* Problem requirements: In the listing below, how many lines contain the word "used"? Answer with the number alone.

* Records shown:
▶

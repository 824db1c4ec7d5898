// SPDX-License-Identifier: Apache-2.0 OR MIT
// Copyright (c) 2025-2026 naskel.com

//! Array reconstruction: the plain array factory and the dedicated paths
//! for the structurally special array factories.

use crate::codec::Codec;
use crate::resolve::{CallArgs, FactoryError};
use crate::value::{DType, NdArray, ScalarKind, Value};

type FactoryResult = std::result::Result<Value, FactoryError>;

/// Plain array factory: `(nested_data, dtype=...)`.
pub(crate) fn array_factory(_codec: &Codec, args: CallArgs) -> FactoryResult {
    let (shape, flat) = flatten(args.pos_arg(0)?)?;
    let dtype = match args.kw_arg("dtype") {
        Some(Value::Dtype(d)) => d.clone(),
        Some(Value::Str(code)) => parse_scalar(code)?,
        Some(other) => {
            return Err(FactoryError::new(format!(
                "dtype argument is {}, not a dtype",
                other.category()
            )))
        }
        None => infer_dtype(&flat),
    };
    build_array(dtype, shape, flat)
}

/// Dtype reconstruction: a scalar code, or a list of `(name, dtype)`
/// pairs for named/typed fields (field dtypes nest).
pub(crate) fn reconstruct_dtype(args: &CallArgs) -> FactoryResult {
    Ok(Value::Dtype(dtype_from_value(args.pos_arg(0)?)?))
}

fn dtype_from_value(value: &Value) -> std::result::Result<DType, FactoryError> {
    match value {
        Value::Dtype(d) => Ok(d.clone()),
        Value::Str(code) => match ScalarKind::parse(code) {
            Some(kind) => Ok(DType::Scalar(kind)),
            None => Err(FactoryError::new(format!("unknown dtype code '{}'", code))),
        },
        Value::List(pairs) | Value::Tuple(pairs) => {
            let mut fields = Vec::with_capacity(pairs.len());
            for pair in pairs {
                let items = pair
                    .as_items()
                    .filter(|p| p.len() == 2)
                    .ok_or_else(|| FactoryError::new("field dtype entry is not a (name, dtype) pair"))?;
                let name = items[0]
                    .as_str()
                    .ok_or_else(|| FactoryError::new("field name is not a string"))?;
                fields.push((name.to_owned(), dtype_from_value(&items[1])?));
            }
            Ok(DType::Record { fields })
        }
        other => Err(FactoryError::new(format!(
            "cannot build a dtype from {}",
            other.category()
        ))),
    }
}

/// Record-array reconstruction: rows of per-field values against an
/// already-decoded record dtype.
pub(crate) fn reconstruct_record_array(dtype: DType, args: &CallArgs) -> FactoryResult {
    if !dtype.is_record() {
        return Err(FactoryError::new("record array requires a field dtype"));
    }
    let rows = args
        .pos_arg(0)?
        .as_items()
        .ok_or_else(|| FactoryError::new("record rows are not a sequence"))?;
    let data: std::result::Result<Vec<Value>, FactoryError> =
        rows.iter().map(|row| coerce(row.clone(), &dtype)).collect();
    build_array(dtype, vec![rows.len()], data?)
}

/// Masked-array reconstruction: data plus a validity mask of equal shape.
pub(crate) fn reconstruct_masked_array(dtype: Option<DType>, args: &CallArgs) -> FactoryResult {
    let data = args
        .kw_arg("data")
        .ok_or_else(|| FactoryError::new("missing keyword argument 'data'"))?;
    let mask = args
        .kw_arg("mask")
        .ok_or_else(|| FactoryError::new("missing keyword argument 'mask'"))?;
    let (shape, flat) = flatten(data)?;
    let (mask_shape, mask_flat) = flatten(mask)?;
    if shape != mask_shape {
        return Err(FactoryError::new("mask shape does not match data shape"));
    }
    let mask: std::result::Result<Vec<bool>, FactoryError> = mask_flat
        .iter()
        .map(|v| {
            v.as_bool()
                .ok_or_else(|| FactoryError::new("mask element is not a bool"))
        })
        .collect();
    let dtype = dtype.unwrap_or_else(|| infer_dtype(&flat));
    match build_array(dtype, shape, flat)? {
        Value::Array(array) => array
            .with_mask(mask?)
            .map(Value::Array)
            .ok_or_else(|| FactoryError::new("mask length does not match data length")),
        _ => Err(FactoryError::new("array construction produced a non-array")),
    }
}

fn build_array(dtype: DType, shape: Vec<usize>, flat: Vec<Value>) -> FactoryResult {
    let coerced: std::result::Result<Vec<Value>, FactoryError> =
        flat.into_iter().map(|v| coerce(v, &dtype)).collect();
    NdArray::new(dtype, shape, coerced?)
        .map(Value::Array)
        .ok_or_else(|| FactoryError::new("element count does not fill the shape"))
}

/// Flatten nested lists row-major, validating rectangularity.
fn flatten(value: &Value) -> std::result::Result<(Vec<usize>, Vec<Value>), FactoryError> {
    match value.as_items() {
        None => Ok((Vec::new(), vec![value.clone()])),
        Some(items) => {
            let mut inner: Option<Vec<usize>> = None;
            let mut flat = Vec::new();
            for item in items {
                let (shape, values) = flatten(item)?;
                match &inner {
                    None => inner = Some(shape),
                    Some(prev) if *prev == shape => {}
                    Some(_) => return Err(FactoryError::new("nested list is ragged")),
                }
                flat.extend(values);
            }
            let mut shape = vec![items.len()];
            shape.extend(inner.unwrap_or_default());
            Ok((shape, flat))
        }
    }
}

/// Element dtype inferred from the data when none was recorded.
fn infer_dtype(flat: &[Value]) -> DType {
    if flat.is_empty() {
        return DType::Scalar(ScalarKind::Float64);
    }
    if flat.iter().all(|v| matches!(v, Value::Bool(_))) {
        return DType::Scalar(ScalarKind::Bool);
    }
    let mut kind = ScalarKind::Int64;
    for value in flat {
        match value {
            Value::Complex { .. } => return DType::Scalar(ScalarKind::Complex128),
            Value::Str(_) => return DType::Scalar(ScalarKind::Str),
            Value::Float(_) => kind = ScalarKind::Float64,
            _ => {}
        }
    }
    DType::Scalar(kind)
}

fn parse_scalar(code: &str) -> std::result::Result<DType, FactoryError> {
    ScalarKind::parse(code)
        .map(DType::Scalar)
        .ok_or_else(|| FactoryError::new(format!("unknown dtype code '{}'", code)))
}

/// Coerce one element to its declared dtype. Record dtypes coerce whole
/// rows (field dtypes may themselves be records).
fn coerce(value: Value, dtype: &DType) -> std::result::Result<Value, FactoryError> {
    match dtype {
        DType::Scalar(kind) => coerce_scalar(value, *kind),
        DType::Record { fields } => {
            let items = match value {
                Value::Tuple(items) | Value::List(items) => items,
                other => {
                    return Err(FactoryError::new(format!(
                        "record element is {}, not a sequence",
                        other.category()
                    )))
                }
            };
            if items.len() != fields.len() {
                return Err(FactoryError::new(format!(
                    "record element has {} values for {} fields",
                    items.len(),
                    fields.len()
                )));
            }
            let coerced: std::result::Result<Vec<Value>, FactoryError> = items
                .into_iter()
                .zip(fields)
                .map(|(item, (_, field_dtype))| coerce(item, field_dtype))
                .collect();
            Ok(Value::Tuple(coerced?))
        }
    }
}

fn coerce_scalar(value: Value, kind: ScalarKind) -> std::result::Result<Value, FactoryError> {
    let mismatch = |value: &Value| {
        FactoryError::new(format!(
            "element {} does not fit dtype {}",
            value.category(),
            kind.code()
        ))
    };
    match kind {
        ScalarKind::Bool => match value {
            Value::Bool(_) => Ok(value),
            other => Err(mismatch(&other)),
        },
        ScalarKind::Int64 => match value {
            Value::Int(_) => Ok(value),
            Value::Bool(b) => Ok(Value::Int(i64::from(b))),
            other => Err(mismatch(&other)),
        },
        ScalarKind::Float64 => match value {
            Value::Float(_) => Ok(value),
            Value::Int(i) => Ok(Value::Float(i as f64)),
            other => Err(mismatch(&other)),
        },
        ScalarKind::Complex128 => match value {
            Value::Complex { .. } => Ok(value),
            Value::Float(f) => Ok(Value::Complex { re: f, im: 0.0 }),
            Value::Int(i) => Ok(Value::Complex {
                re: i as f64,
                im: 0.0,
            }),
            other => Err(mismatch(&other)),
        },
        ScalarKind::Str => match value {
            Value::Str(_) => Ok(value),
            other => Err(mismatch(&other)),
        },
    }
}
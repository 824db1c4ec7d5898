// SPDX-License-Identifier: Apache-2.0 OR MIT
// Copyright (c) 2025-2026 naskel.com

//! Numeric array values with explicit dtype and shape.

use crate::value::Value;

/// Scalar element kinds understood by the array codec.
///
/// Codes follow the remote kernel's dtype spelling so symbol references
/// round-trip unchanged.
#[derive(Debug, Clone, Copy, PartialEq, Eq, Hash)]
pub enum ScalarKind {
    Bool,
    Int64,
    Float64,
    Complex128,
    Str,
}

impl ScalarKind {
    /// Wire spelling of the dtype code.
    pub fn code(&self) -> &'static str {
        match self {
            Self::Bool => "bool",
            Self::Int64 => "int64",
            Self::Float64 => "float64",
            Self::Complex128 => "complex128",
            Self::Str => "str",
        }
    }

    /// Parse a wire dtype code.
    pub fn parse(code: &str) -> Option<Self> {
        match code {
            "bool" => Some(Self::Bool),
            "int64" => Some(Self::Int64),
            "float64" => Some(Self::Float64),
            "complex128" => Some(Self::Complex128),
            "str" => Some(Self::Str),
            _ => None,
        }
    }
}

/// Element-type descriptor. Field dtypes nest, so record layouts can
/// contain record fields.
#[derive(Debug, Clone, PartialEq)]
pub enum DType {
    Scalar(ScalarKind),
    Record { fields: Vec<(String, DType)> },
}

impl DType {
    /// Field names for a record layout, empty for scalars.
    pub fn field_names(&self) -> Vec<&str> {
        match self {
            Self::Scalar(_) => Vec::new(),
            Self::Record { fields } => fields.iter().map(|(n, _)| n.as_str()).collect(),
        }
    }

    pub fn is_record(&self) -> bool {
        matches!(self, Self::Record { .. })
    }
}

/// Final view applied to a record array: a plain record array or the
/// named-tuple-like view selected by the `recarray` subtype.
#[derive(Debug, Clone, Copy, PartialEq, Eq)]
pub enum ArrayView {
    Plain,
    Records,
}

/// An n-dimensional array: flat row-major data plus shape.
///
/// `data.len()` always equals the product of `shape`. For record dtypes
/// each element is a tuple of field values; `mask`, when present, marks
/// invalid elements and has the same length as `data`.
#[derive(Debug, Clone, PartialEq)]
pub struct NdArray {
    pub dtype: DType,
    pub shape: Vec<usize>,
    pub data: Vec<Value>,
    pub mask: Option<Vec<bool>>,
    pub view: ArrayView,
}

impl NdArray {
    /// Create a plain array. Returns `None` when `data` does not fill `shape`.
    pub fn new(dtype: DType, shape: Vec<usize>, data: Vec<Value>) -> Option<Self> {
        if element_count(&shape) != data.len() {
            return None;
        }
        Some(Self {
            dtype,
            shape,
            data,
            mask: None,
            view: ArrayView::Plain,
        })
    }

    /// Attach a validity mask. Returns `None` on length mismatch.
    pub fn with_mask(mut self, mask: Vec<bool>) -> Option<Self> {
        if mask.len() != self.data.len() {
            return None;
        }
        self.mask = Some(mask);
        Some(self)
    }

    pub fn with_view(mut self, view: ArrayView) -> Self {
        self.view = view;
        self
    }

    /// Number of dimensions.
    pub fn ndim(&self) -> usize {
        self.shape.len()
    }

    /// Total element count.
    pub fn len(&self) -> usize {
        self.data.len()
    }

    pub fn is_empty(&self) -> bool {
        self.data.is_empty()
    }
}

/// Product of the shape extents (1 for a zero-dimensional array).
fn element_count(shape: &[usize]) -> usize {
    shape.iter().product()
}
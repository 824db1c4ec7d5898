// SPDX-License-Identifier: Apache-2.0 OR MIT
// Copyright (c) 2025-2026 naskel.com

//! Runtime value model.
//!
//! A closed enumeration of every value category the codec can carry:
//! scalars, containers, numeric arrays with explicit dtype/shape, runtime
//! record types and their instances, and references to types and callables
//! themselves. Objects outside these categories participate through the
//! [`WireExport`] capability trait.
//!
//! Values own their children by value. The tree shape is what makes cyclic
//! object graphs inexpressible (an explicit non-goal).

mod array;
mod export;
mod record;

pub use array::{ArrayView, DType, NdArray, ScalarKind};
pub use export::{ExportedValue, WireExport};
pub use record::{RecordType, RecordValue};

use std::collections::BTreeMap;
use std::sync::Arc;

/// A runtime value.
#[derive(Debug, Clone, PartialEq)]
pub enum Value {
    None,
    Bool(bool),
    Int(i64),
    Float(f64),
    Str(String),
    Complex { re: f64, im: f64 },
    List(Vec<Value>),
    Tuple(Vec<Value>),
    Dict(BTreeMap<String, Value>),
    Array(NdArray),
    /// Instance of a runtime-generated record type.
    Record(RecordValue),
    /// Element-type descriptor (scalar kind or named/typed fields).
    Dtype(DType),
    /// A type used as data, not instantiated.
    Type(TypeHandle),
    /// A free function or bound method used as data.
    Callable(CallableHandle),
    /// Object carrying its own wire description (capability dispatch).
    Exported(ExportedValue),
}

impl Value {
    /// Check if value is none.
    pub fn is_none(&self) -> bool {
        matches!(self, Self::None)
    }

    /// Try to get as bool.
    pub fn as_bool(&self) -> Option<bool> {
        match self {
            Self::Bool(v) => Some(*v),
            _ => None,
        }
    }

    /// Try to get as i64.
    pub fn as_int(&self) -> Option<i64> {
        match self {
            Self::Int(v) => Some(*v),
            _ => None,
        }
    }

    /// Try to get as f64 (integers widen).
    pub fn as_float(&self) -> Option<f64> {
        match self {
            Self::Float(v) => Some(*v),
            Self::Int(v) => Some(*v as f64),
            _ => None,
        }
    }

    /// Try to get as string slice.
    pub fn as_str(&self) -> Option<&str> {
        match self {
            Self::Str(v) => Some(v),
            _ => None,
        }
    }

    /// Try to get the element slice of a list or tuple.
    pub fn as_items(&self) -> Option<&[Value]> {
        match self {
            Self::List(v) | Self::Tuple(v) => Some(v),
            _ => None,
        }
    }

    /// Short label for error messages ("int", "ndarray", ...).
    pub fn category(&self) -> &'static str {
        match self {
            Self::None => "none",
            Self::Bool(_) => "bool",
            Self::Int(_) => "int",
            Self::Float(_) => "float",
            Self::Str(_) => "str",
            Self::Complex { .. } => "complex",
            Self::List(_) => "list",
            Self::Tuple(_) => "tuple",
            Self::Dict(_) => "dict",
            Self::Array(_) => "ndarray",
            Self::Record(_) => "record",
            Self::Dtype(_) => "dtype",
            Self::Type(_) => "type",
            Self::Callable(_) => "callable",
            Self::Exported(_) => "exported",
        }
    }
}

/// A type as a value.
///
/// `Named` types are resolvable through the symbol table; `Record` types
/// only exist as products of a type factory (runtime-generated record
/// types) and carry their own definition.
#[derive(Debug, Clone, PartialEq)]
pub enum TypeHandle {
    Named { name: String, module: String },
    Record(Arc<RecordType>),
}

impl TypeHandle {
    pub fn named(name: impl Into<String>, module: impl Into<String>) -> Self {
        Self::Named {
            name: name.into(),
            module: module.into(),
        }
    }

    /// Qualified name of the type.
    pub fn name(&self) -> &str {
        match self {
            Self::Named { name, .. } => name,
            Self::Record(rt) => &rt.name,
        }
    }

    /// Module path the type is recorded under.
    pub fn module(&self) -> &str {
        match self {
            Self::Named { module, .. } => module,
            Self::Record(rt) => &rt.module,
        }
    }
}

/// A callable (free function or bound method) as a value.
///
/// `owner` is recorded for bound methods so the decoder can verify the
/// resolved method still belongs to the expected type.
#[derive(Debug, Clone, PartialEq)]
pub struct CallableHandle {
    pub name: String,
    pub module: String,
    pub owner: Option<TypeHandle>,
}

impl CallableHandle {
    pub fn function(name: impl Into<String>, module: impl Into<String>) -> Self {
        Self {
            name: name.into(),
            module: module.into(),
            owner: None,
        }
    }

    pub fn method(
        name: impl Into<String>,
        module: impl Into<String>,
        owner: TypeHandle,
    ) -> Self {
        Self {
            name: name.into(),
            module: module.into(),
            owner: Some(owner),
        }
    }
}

◀

* Answer for the task: 2